• [REQUIREMENT]:
Each record must be printed again exactly as given.

** Opening MATERIAL SHOWN block **

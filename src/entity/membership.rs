use sea_orm::entity::prelude::*;

#[derive(Clone, Debug, PartialEq, DeriveEntityModel, Eq)]
#[sea_orm(table_name = "membership")]
pub struct Model {
    #[sea_orm(primary_key)]
    pub id: i64,
    pub group_id: i64,
    pub user_id: i64,
}

#[derive(Copy, Clone, Debug, EnumIter, DeriveRelation)]
pub enum Relation {
    #[sea_orm(
        belongs_to = "super::user::Entity",
        from = "Column::UserId",
        to = "super::user::Column::Id",
        on_update = "Cascade",
        on_delete = "Cascade"
    )]
    User,
    #[sea_orm(
        belongs_to = "super::mention_group::Entity",
        from = "Column::GroupId",
        to = "super::mention_group::Column::Id",
        on_update = "Cascade",
        on_delete = "Cascade"
    )]
    MentionGroup,
}

impl Related<super::user::Entity> for Entity {
    fn to() -> RelationDef {
        Relation::User.def()
    }
}

impl Related<super::mention_group::Entity> for Entity {
    fn to() -> RelationDef {
        Relation::MentionGroup.def()
    }
}

impl ActiveModelBehavior for ActiveModel {}
pub mod membership;
pub mod mention_group;
pub mod user;
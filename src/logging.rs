//! Subscriber setup. Built once in `main` from the parsed [`Cli`].

use tracing_subscriber::{layer::SubscriberExt, util::SubscriberInitExt, EnvFilter, Layer};

use crate::cli::{Cli, LogFormat};

pub const LOG_LEVEL_ENV: &str = "LOG_LEVEL";
const DEFAULT_LEVEL: &str = "warn";

/// Filter directive for the given `-v` count and `LOG_LEVEL` value.
/// Flags win over the environment; without either only warnings are shown.
pub fn level_directive(verbose: u8, env_level: Option<&str>) -> String {
    match verbose {
        0 => env_level
            .map(str::trim)
            .filter(|level| !level.is_empty())
            .map(str::to_lowercase)
            .unwrap_or_else(|| DEFAULT_LEVEL.to_owned()),
        1 => "info".to_owned(),
        _ => "debug".to_owned(),
    }
}

pub fn build_filter(verbose: u8, env_level: Option<&str>) -> EnvFilter {
    let directive = level_directive(verbose, env_level);
    EnvFilter::try_new(&directive).unwrap_or_else(|_| EnvFilter::new(DEFAULT_LEVEL))
}

pub fn init(cli: &Cli) {
    let env_level = std::env::var(LOG_LEVEL_ENV).ok();
    let filter = build_filter(cli.verbose, env_level.as_deref());

    let fmt_layer = match cli.log_format {
        LogFormat::Pretty => tracing_subscriber::fmt::layer().boxed(),
        LogFormat::Json => tracing_subscriber::fmt::layer().json().boxed(),
    };

    tracing_subscriber::registry()
        .with(fmt_layer.with_filter(filter))
        .init();
}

** Closing MATERIAL SHOWN block **

• [OUTPUT BELOW]:
filename src/entity/membership.rs
use sea_orm::entity::prelude::*;

#[derive(Clone, Debug, PartialEq, DeriveEntityModel, Eq)]
#[sea_orm(table_name = "membership")]
pub struct Model {
    #[sea_orm(primary_key)]
    pub id: i64,
    pub group_id: i64,
    pub user_id: i64,
}

#[derive(Copy, Clone, Debug, EnumIter, DeriveRelation)]
pub enum Relation {
    #[sea_orm(
        belongs_to = "super::user::Entity",
        from = "Column::UserId",
        to = "super::user::Column::Id",
        on_update = "Cascade",
        on_delete = "Cascade"
    )]
    User,
    #[sea_orm(
        belongs_to = "super::mention_group::Entity",
        from = "Column::GroupId",
        to = "super::mention_group::Column::Id",
        on_update = "Cascade",
        on_delete = "Cascade"
    )]
    MentionGroup,
}

impl Related<super::user::Entity> for Entity {
    fn to() -> RelationDef {
        Relation::User.def()
    }
}

impl Related<super::mention_group::Entity> for Entity {
    fn to() -> RelationDef {
        Relation::MentionGroup.def()
    }
}

impl ActiveModelBehavior for ActiveModel {}
pub mod membership;
pub mod mention_group;
pub mod user;
filename src/logging.rs
//! Subscriber setup. Built once in `main` from the parsed [`Cli`].

use tracing_subscriber::{layer::SubscriberExt, util::SubscriberInitExt, EnvFilter, Layer};

use crate::cli::{Cli, LogFormat};

pub const LOG_LEVEL_ENV: &str = "LOG_LEVEL";
const DEFAULT_LEVEL: &str = "warn";

/// Filter directive for the given `-v` count and `LOG_LEVEL` value.
/// Flags win over the environment; without either only warnings are shown.
pub fn level_directive(verbose: u8, env_level: Option<&str>) -> String {
    match verbose {
        0 => env_level
            .map(str::trim)
            .filter(|level| !level.is_empty())
            .map(str::to_lowercase)
            .unwrap_or_else(|| DEFAULT_LEVEL.to_owned()),
        1 => "info".to_owned(),
        _ => "debug".to_owned(),
    }
}

pub fn build_filter(verbose: u8, env_level: Option<&str>) -> EnvFilter {
    let directive = level_directive(verbose, env_level);
    EnvFilter::try_new(&directive).unwrap_or_else(|_| EnvFilter::new(DEFAULT_LEVEL))
}

pub fn init(cli: &Cli) {
    let env_level = std::env::var(LOG_LEVEL_ENV).ok();
    let filter = build_filter(cli.verbose, env_level.as_deref());

    let fmt_layer = match cli.log_format {
        LogFormat::Pretty => tracing_subscriber::fmt::layer().boxed(),
        LogFormat::Json => tracing_subscriber::fmt::layer().json().boxed(),
    };

    tracing_subscriber::registry()
        .with(fmt_layer.with_filter(filter))
        .init();
}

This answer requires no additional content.